The integration of PET with MRI (PET/MRI) allows for detailed analysis of lymph node characteristics, using parameters such as the maximum standardized uptake value (SUVmax) to differentiate metastatic from reactive nodes. However, the current data available, as well as the economic aspects involved, demonstrate that the PET/CT does not provide sufficient evidence to support its use in a clinical routine for the restaging of colorectal cancer.

The birth of a new technique, such as FDG-PET/MRI (which combines the information on an anatomical level from the MRI with the physiological and metabolic aspects supplied by the PET), could suggest the existence of a technique with the power to completely assess the TNM parameters. Recent studies have emerged showing promising results for the potential of this technique [10, 11].
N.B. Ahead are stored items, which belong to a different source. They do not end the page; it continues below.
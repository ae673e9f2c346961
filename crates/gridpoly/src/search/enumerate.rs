//! Ordered k-permutations of a point list.
//!
//! Traversal picks, at each depth, every unused point in list order, so tuples
//! come out in lexicographic order of their index sequences. With a sorted input
//! list this is also lexicographic in point order.

use crate::lattice::Point;

/// Call `visit` once per ordered `k`-tuple of distinct points from `points`.
pub fn visit_k_permutations<F>(points: &[Point], k: usize, visit: F)
where
    F: FnMut(&[Point]),
{
    if k > points.len() {
        return;
    }
    PermutationWalker {
        points,
        k,
        used: vec![false; points.len()],
        chosen: Vec::with_capacity(k),
        visit,
    }
    .recur();
}

/// Collecting form of `visit_k_permutations`.
pub fn k_permutations(points: &[Point], k: usize) -> Vec<Vec<Point>> {
    let mut out = Vec::new();
    visit_k_permutations(points, k, |tuple| out.push(tuple.to_vec()));
    out
}

/// `n·(n−1)·…·(n−k+1)`, or `None` on overflow.
pub fn permutation_count(n: usize, k: usize) -> Option<u64> {
    if k > n {
        return Some(0);
    }
    (0..k).try_fold(1u64, |acc, i| acc.checked_mul((n - i) as u64))
}

struct PermutationWalker<'a, F> {
    points: &'a [Point],
    k: usize,
    used: Vec<bool>,
    chosen: Vec<Point>,
    visit: F,
}

impl<F: FnMut(&[Point])> PermutationWalker<'_, F> {
    fn recur(&mut self) {
        if self.chosen.len() == self.k {
            (self.visit)(&self.chosen);
            return;
        }
        for i in 0..self.points.len() {
            if self.used[i] {
                continue;
            }
            self.used[i] = true;
            self.chosen.push(self.points[i]);
            self.recur();
            self.chosen.pop();
            self.used[i] = false;
        }
    }
}
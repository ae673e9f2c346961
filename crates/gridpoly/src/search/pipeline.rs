//! End-to-end run: grid → permutations → valid polygons → dedup → sort → orbits.

use super::cfg::{ConfigError, EnumerationCfg};
use super::dedup::EdgeSetDedup;
use super::enumerate::visit_k_permutations;
use super::order::sort_canonical;
use super::reduce::reduce_rotations;
use super::sequence::PolygonSequence;
use crate::lattice::Polygon;

/// Per-stage counts of one run.
#[derive(Clone, Copy, Debug, Default, PartialEq, Eq)]
pub struct RunStats {
    pub admissible_points: usize,
    pub candidates: u64,
    pub valid: u64,
    pub distinct: usize,
    pub emitted: usize,
    pub orbits: usize,
}

/// Run the pipeline, or report why `cfg` cannot produce polygons.
pub fn try_enumerate_polygons(
    cfg: EnumerationCfg,
) -> Result<(PolygonSequence, RunStats), ConfigError> {
    cfg.validate()?;
    let grid = cfg.grid();
    let points = grid.points();
    let mut stats = RunStats {
        admissible_points: points.len(),
        ..RunStats::default()
    };

    let mut dedup = EdgeSetDedup::new();
    visit_k_permutations(&points, cfg.vertices, |tuple| {
        stats.candidates += 1;
        // Permutations never repeat a point.
        let polygon = Polygon::from_distinct(tuple.to_vec());
        if polygon.is_valid() {
            stats.valid += 1;
            dedup.offer(polygon);
        }
    });

    let mut distinct = dedup.into_vec();
    stats.distinct = distinct.len();
    sort_canonical(&mut distinct);

    let sequence = reduce_rotations(distinct, &grid.rotation());
    stats.emitted = sequence.len();
    stats.orbits = sequence.orbit_count();
    tracing::debug!(
        size = cfg.size,
        depth = cfg.depth,
        vertices = cfg.vertices,
        points = stats.admissible_points,
        candidates = stats.candidates,
        valid = stats.valid,
        distinct = stats.distinct,
        orbits = stats.orbits,
        "enumeration finished"
    );
    Ok((sequence, stats))
}

/// Run the pipeline; an unusable configuration yields an empty sequence.
pub fn enumerate_polygons(cfg: EnumerationCfg) -> PolygonSequence {
    enumerate_polygons_with_stats(cfg).0
}

/// As `enumerate_polygons`, also returning stage counts (all zero on rejection).
pub fn enumerate_polygons_with_stats(cfg: EnumerationCfg) -> (PolygonSequence, RunStats) {
    match try_enumerate_polygons(cfg) {
        Ok(out) => out,
        Err(err) => {
            tracing::warn!(?cfg, %err, "configuration rejected; returning empty sequence");
            (PolygonSequence::empty(), RunStats::default())
        }
    }
}
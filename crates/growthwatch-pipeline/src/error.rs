use std::path::PathBuf;

use growthwatch_sources::SourceError;
use thiserror::Error;

#[derive(Debug, Error)]
pub enum DeliveryError {
    #[error("I/O error at {path}: {source}")]
    Io {
        path: PathBuf,
        #[source]
        source: std::io::Error,
    },

    #[error("failed to serialize report: {0}")]
    Serialize(#[from] serde_json::Error),

    #[error("CRM delivery failed: {0}")]
    Crm(#[from] SourceError),
}
//! Builds the tier lists, analyzer and CRM client from configuration.
//!
//! A tier whose credentials are missing is not built at all; a tier whose
//! toggle is off is built but disabled.

use std::sync::Arc;

use growthwatch_core::AppConfig;
use growthwatch_pipeline::{CapabilityTiers, Tier};
use growthwatch_sources::{
    build_http_client, BrightDataClient, BrowserWorkerClient, FirmableClient, GoogleCseClient,
    GrowthAnalyzer, OpenAiAnalyzer, Payload, PerplexityLinkedinPosts, PerplexityNews,
    SalesforceClient, SerpApiClient, SourceAdapter,
};

pub(crate) struct Wiring {
    pub tiers: CapabilityTiers,
    pub analyzer: Option<Arc<dyn GrowthAnalyzer>>,
    pub crm: Option<Arc<SalesforceClient>>,
}

fn add<Req, T, A>(list: &mut Vec<Tier<Req, T>>, adapter: A, enabled: bool)
where
    Req: Sync + ?Sized,
    T: Payload + Send + 'static,
    A: SourceAdapter<Req, T> + 'static,
{
    let tier: Tier<Req, T> = Tier::new(Arc::new(adapter), enabled);
    if !enabled {
        tracing::info!(tier = tier.id, "tier disabled by configuration");
    }
    list.push(tier);
}

fn missing(tier: &str, var: &str) {
    tracing::warn!(tier, var, "credential not set; tier not built");
}

/// # Errors
///
/// Returns an error if the HTTP client cannot be constructed.
pub(crate) fn build_wiring(config: &AppConfig) -> anyhow::Result<Wiring> {
    let client = build_http_client(config.request_timeout_secs, &config.user_agent)?;
    let creds = &config.credentials;
    let toggles = &config.tiers;
    let mut tiers = CapabilityTiers::default();

    match &creds.serp_api_key {
        Some(key) => {
            let serp = SerpApiClient::new(client.clone(), key);
            add(&mut tiers.identity, serp.clone(), toggles.serpapi);
            add(&mut tiers.contact, serp, toggles.serpapi);
        }
        None => {
            missing("serpapi", "SERP_API_KEY");
            missing("serpapi_contact", "SERP_API_KEY");
        }
    }

    match (&creds.google_cse_key, &creds.google_cse_cx) {
        (Some(key), Some(cx)) => add(
            &mut tiers.identity,
            GoogleCseClient::new(client.clone(), key, cx),
            toggles.google_cse,
        ),
        _ => missing("google_cse", "CUSTOM_SEARCH_API_KEY/CX_ID"),
    }

    match &creds.firmable_api_key {
        Some(key) => {
            let firmable = FirmableClient::new(client.clone(), key);
            let firmable_au = firmable.com_au();
            add(&mut tiers.enrichment, firmable, toggles.firmable);
            add(&mut tiers.enrichment, firmable_au, toggles.firmable_au);
        }
        None => missing("firmable", "FIRMABLE_API_KEY"),
    }

    match &creds.perplexity_api_key {
        Some(key) => add(&mut tiers.news, PerplexityNews::new(client.clone(), key), true),
        None => missing("perplexity_news", "PERPLEXITY_API_KEY"),
    }

    let brightdata = creds
        .brightdata_api_key
        .as_deref()
        .map(|key| BrightDataClient::new(client.clone(), key));
    let worker = creds
        .browser_worker_url
        .as_deref()
        .map(|url| BrowserWorkerClient::new(client.clone(), url));

    match &brightdata {
        Some(bd) => add(&mut tiers.company_posts, bd.clone(), toggles.brightdata),
        None => missing("brightdata", "BRIGHTDATA_API_KEY"),
    }
    match &worker {
        Some(w) => add(&mut tiers.company_posts, w.clone(), toggles.browser_worker),
        None => missing("browser_worker", "BROWSER_WORKER_URL"),
    }
    if let Some(key) = &creds.perplexity_api_key {
        add(
            &mut tiers.company_posts,
            PerplexityLinkedinPosts::new(client.clone(), key),
            toggles.perplexity_linkedin,
        );
    } else {
        missing("perplexity_linkedin", "PERPLEXITY_API_KEY");
    }

    if let Some(bd) = brightdata {
        add(&mut tiers.contact_posts, bd, toggles.brightdata);
    }
    if let Some(w) = worker {
        add(&mut tiers.contact_posts, w, toggles.browser_worker);
    }

    let analyzer: Option<Arc<dyn GrowthAnalyzer>> = match &creds.openai_api_key {
        Some(key) => Some(Arc::new(OpenAiAnalyzer::new(
            client.clone(),
            key,
            &creds.openai_model,
        ))),
        None => {
            tracing::warn!(var = "OPENAI_API_KEY", "credential not set; analysis will use placeholders");
            None
        }
    };

    let crm = creds
        .salesforce
        .clone()
        .map(|sf| Arc::new(SalesforceClient::new(client, sf)));
    if crm.is_none() {
        tracing::info!("Salesforce credentials not set; CRM push disabled");
    }

    Ok(Wiring {
        tiers,
        analyzer,
        crm,
    })
}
This study aims to provide PET/MRI in our center’s clinical experience when assessing the response to neoadjuvant treatment in patients with rectal cancer, comparing it to the standard MRI, and investigating its role in predicting survival.

Material and methods

This is a prospective study carried out from September 2018 to September 2021. This study, which is part of a doctoral thesis, was approved by the institutional review board of HM Sanchinarro University Hospital, Madrid (protocol number 22.01.1950-GHM), and all subjects involved in the prospective study signed a written informed consent form.
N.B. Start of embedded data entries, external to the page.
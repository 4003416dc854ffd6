//! Report sinks: JSON records on disk and the CRM push.

use std::collections::HashSet;
use std::path::PathBuf;
use std::sync::Arc;

use futures::future::BoxFuture;
use growthwatch_core::CompanyReport;
use growthwatch_sources::{SalesforceClient, SourceError};

use crate::error::DeliveryError;
use crate::orchestrator::BatchRunOutcome;

#[derive(Debug, Clone, Copy, Default, PartialEq, Eq)]
pub struct DeliverySummary {
    pub delivered: usize,
    pub failed: usize,
}

/// Destination for the reports of a finished batch.
///
/// Per-report failures are counted in the summary. An `Err` means the sink
/// could not be used at all.
pub trait ReportSink: Send + Sync {
    fn name(&self) -> &'static str;

    fn deliver<'a>(
        &'a self,
        outcome: &'a BatchRunOutcome,
    ) -> BoxFuture<'a, Result<DeliverySummary, DeliveryError>>;
}

/// Writes one pretty-printed JSON file per report.
///
/// Stems are compared case-insensitively within a batch. A report whose stem
/// was already written is counted as failed and never overwrites the earlier
/// record.
#[derive(Debug, Clone)]
pub struct JsonRecordSink {
    output_dir: PathBuf,
}

impl JsonRecordSink {
    pub fn new(output_dir: impl Into<PathBuf>) -> Self {
        Self {
            output_dir: output_dir.into(),
        }
    }

    #[must_use]
    pub fn path_for(&self, company: &str) -> PathBuf {
        self.output_dir
            .join(format!("{}.json", sanitize_file_name(company)))
    }

    async fn write_report(&self, report: &CompanyReport) -> Result<PathBuf, DeliveryError> {
        let path = self.path_for(&report.company);
        let mut body = serde_json::to_vec_pretty(report)?;
        body.push(b'\n');
        tokio::fs::write(&path, body)
            .await
            .map_err(|source| DeliveryError::Io {
                path: path.clone(),
                source,
            })?;
        Ok(path)
    }
}

impl ReportSink for JsonRecordSink {
    fn name(&self) -> &'static str {
        "json"
    }

    fn deliver<'a>(
        &'a self,
        outcome: &'a BatchRunOutcome,
    ) -> BoxFuture<'a, Result<DeliverySummary, DeliveryError>> {
        Box::pin(async move {
            tokio::fs::create_dir_all(&self.output_dir)
                .await
                .map_err(|source| DeliveryError::Io {
                    path: self.output_dir.clone(),
                    source,
                })?;

            let mut summary = DeliverySummary::default();
            let mut stems = HashSet::new();
            for report in outcome.reports() {
                let stem = sanitize_file_name(&report.company).to_lowercase();
                if !stems.insert(stem) {
                    summary.failed += 1;
                    tracing::error!(
                        company = %report.company,
                        path = %self.path_for(&report.company).display(),
                        "record path already used by another company in this batch"
                    );
                    continue;
                }
                match self.write_report(report).await {
                    Ok(path) => {
                        summary.delivered += 1;
                        tracing::debug!(company = %report.company, path = %path.display(), "record written");
                    }
                    Err(e) => {
                        summary.failed += 1;
                        tracing::error!(company = %report.company, error = %e, "failed to write record");
                    }
                }
            }
            Ok(summary)
        })
    }
}

/// Pushes each report onto the matching CRM account.
pub struct CrmSink {
    client: Arc<SalesforceClient>,
}

impl CrmSink {
    #[must_use]
    pub fn new(client: Arc<SalesforceClient>) -> Self {
        Self { client }
    }
}

impl ReportSink for CrmSink {
    fn name(&self) -> &'static str {
        "salesforce"
    }

    fn deliver<'a>(
        &'a self,
        outcome: &'a BatchRunOutcome,
    ) -> BoxFuture<'a, Result<DeliverySummary, DeliveryError>> {
        Box::pin(async move {
            let mut summary = DeliverySummary::default();
            for report in outcome.reports() {
                match self.client.push_report(report).await {
                    Ok(()) => {
                        summary.delivered += 1;
                        tracing::info!(company = %report.company, "CRM account updated");
                    }
                    // Rejected credentials abort the remaining pushes.
                    Err(e @ SourceError::Unauthorized { .. }) => return Err(e.into()),
                    Err(e) => {
                        summary.failed += 1;
                        tracing::warn!(company = %report.company, error = %e, "CRM push failed");
                    }
                }
            }
            Ok(summary)
        })
    }
}

/// File-system safe stem for a company name.
#[must_use]
pub fn sanitize_file_name(company: &str) -> String {
    let cleaned: String = company
        .trim()
        .chars()
        .map(|c| {
            if c.is_control() || matches!(c, '/' | '\\' | ':' | '*' | '?' | '"' | '<' | '>' | '|')
            {
                '_'
            } else {
                c
            }
        })
        .collect();
    let cleaned = cleaned.trim_matches(|c: char| c == '.' || c.is_whitespace());
    if cleaned.is_empty() {
        "company".to_owned()
    } else {
        cleaned.to_owned()
    }
}

#[cfg(test)]
mod tests {
    use super::*;

    #[test]
    fn sanitize_replaces_path_characters() {
        assert_eq!(sanitize_file_name("OnQ Software"), "OnQ Software");
        assert_eq!(sanitize_file_name("A/B: C?"), "A_B_ C_");
        assert_eq!(sanitize_file_name("  ..  "), "company");
        assert_eq!(sanitize_file_name("..hidden"), "hidden");
    }
}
The inclusion criteria were biopsy-proven rectal adenocarcinoma, clinical stage II-III (cT3-4, N0-2, M0), finalized neoadjuvant treatment, and the ability to provide written informed consent. Exclusion criteria were prior surgical resection of rectal cancer (endoscopic or TME) and contraindication to PET/MRI or MRI examination. All participants underwent an 18 FDG PET/MRI scan at diagnosis and 10–12 weeks after completing neoadjuvant treatment.

Neoadjuvant chemoradiotherapy of 50.4 Gy was divided into 28 sessions (5 days/week) of 1.8 Gy. This regimen was associated with oral Capecitabine (625 to 825 mg/m/12 h). Selected patients were treated with total neoadjuvant therapy (TNT).
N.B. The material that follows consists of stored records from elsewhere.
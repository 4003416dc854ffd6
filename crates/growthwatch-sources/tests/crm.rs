//! Integration tests for `SalesforceClient` using wiremock HTTP mocks.

use growthwatch_core::{CompanyReport, SalesforceCredentials};
use growthwatch_sources::{SalesforceClient, SourceError};
use wiremock::matchers::{body_partial_json, body_string_contains, header, method, path, query_param};
use wiremock::{Mock, MockServer, ResponseTemplate};

fn credentials(login_url: &str) -> SalesforceCredentials {
    SalesforceCredentials {
        login_url: login_url.to_owned(),
        client_id: "client-id".to_owned(),
        client_secret: "client-secret".to_owned(),
        username: "ops@example.com".to_owned(),
        password: "hunter2".to_owned(),
        security_token: "TOKEN".to_owned(),
    }
}

async fn mount_token(server: &MockServer, access_token: &str, times: u64) {
    Mock::given(method("POST"))
        .and(path("/services/oauth2/token"))
        .and(body_string_contains("grant_type=password"))
        .and(body_string_contains("password=hunter2TOKEN"))
        .respond_with(ResponseTemplate::new(200).set_body_json(serde_json::json!({
            "access_token": access_token,
            "instance_url": server.uri(),
        })))
        .up_to_n_times(times)
        .expect(times)
        .mount(server)
        .await;
}

#[tokio::test]
async fn push_report_updates_matching_account() {
    let server = MockServer::start().await;
    mount_token(&server, "tok-1", 1).await;

    Mock::given(method("GET"))
        .and(path("/services/data/v59.0/query"))
        .and(query_param(
            "q",
            "SELECT Id FROM Account WHERE Name = 'O\\'Brien Labs' LIMIT 1",
        ))
        .and(header("authorization", "Bearer tok-1"))
        .respond_with(ResponseTemplate::new(200).set_body_json(serde_json::json!({
            "totalSize": 1,
            "records": [{ "Id": "001ABC" }]
        })))
        .mount(&server)
        .await;

    Mock::given(method("PATCH"))
        .and(path("/services/data/v59.0/sobjects/Account/001ABC"))
        .and(body_partial_json(serde_json::json!({
            "Growth_Actions__c": "- Schedule introductory call with founders\n- Research competitive landscape",
            "ContactActivity__c": ""
        })))
        .respond_with(ResponseTemplate::new(204))
        .expect(1)
        .mount(&server)
        .await;

    let client = SalesforceClient::new(reqwest::Client::new(), credentials(&server.uri()));
    client
        .push_report(&CompanyReport::empty("O'Brien Labs"))
        .await
        .expect("push should succeed");
}

#[tokio::test]
async fn missing_account_is_no_match() {
    let server = MockServer::start().await;
    mount_token(&server, "tok-1", 1).await;

    Mock::given(method("GET"))
        .and(path("/services/data/v59.0/query"))
        .respond_with(ResponseTemplate::new(200).set_body_json(serde_json::json!({
            "totalSize": 0,
            "records": []
        })))
        .mount(&server)
        .await;

    let client = SalesforceClient::new(reqwest::Client::new(), credentials(&server.uri()));
    let err = client
        .push_report(&CompanyReport::empty("Partmax"))
        .await
        .unwrap_err();

    assert!(matches!(err, SourceError::NoMatch(_)));
}

#[tokio::test]
async fn expired_session_reauthenticates_once() {
    let server = MockServer::start().await;
    mount_token(&server, "tok-1", 2).await;

    // First query is rejected, the retry after re-authentication succeeds.
    Mock::given(method("GET"))
        .and(path("/services/data/v59.0/query"))
        .respond_with(ResponseTemplate::new(401))
        .up_to_n_times(1)
        .mount(&server)
        .await;
    Mock::given(method("GET"))
        .and(path("/services/data/v59.0/query"))
        .respond_with(ResponseTemplate::new(200).set_body_json(serde_json::json!({
            "records": [{ "Id": "001XYZ" }]
        })))
        .mount(&server)
        .await;

    let client = SalesforceClient::new(reqwest::Client::new(), credentials(&server.uri()));
    let id = client
        .find_account_id("LAB Group")
        .await
        .expect("lookup should succeed after re-auth");

    assert_eq!(id, "001XYZ");
}

#[tokio::test]
async fn rejected_login_is_unauthorized() {
    let server = MockServer::start().await;

    Mock::given(method("POST"))
        .and(path("/services/oauth2/token"))
        .respond_with(ResponseTemplate::new(400).set_body_json(serde_json::json!({
            "error": "invalid_grant",
            "error_description": "authentication failure"
        })))
        .mount(&server)
        .await;

    let client = SalesforceClient::new(reqwest::Client::new(), credentials(&server.uri()));
    let err = client.find_account_id("LAB Group").await.unwrap_err();

    assert!(matches!(err, SourceError::Unauthorized { service: "salesforce" }));
}
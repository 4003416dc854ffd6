//! Shared `reqwest` plumbing: client construction and status/body handling.

use std::time::Duration;

use reqwest::{Client, Response, StatusCode};
use serde::de::DeserializeOwned;

use crate::error::SourceError;

/// Build the HTTP client shared by every adapter.
///
/// # Errors
///
/// Returns [`SourceError::Http`] if the underlying `reqwest::Client` cannot be
/// constructed.
pub fn build_http_client(timeout_secs: u64, user_agent: &str) -> Result<Client, SourceError> {
    let client = Client::builder()
        .timeout(Duration::from_secs(timeout_secs))
        .connect_timeout(Duration::from_secs(10))
        .user_agent(user_agent)
        .build()?;
    Ok(client)
}

pub(crate) fn trim_base_url(base_url: &str) -> String {
    base_url.trim_end_matches('/').to_owned()
}

/// Map non-2xx statuses onto the error taxonomy.
pub(crate) fn check_status(
    service: &'static str,
    response: Response,
) -> Result<Response, SourceError> {
    let status = response.status();
    if status.is_success() {
        return Ok(response);
    }

    Err(match status {
        StatusCode::UNAUTHORIZED | StatusCode::FORBIDDEN => SourceError::Unauthorized { service },
        StatusCode::TOO_MANY_REQUESTS => SourceError::QuotaExceeded { service },
        other => SourceError::UnexpectedStatus {
            service,
            status: other.as_u16(),
        },
    })
}

/// Read the body as text and deserialize it, attaching `context` on failure.
pub(crate) async fn read_json<T: DeserializeOwned>(
    response: Response,
    context: &str,
) -> Result<T, SourceError> {
    let body = response.text().await?;
    parse_json(&body, context)
}

pub(crate) fn parse_json<T: DeserializeOwned>(body: &str, context: &str) -> Result<T, SourceError> {
    serde_json::from_str(body).map_err(|e| SourceError::Deserialize {
        context: context.to_owned(),
        source: e,
    })
}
Patients with a disease-free survival (DFS) superior to 36 months were included.

Surgery was carried out on 8–12 weeks after RCT. The histopathological examination was performed by expert colorectal pathologists. Pathologic tumor staging (ypTNM) and scores of the surgical specimens were established in accordance with the eighth edition of the American Joint Committee on Cancer [3]. The TRG was assessed using the Mandard scale [12].

Circumferential resection margin (CRM) was considered negative if the distance between the tumor and CRM was more than 1 mm.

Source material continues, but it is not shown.